In their meetings at the White House and on Capitol Hill, as well as in speeches and op-ed articles, industry executives and lobbyists have backed such steps as shifting insurance coverage toward prevention, which could increase sales for heart, diabetes and other drugs that patients take long term….Pfizer Inc. Chief Executive Jeffrey Kindler says he backs “comprehensive health-care reform in this country” and is willing to make compromises. But he opposes a public insurance plan except for the poor who otherwise can’t afford insurance, saying it would crowd out private insurers and take “the form of price controls” that fail to reward companies for their expensive and risky investments in drug development.

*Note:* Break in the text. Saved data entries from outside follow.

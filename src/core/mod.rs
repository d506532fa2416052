//! Core engine - graph model, scheduling, input wiring, node execution

mod controller;
mod executor;
mod graph;
mod record;
mod resolver;
mod scheduler;
mod value;

pub use controller::{ExecutionController, RunReport, RunStatus};
pub use executor::NodeExecutor;
pub use graph::{Edge, Graph, Node, Parameters};
pub use record::{ExecutionRecord, ExecutionRecords, NodeStatus};
pub use resolver::resolve_inputs;
pub use scheduler::Scheduler;
pub use value::{Bundle, InputBundle, OutputBundle, PortType, Value};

Indeed, the threat of a robust CER effort and a muscular public option have brought the pharmaceuticals industry to the table and it’s terrified of losing it’s seat. The industry heavily lobbied for input over what’s researched and how, and is now afraid that despite it’s best efforts, some of the CER money will still be spent without its input:
Thornhill, whose firm represents the Partnership to Improve Patient Care–an association funded by BIO and PhRMA and other organizations to lobby on CER–puts the chances of getting the Baucus proposal into health care reform at just 50/50. But even it if is included and signed into law this fall, he notes, a new institute won’t be set up until the end of 2010 at the earliest, with research projects beginning no earlier than 2011.
So “you have this gap between when the [stimulus] funding gets handed out until you have new framework even established,” Thornhill noted. “So its hard for us to go out and lobby to have this Conrad-Baucus entity just control the funding. The pushback is ‘What are we are going to do for two and a half years? Just sit on our hands?’”


Drug pricing is a bubble that is bankrupting individuals and the system.
Patent reform should be considered. It’s difficult to imagine drugs priced at more than the median and average incomes yet that’s what the pharmaceutical industry has achieved. Many of these new agents have yet to prove themselves as significantly better than standard therapies, yet they are heavily marketed to docs and patients as the second coming.
Patent reform should reward innovation but control excess pricing. I’d link price to length of patent. If priced excessively, the patent would be shorter, if meeting price expectations i.e. not above other innovative agents the full patent time would be awarded. The patent would also hold companies to cost of living increases in prices. If excessive price increases, shorter patents.
May 28th, 2009 at 9:17 amI would be more inclined to tie pricing to the actual costs of research and development. It usually takes years and thousands upon thousands of man-hours to bring a successful new drug through clinical trials. Someone is going to have to pay for all the research–even the dead end research.
I am terribly concerned that without a decent profit motive we will be practicing 2009 medicine in 2059 because progress will simply grind to a halt. Brilliant minds which once went into medical research will scatter to greener pastures. The US has so far brought most of the drugs used on a daily basis to the world market because the fiscal incentive is here to produce them. How do you propose to replace the incentive without the profit motive, and who gets to determine what constitutes a justifiable profit?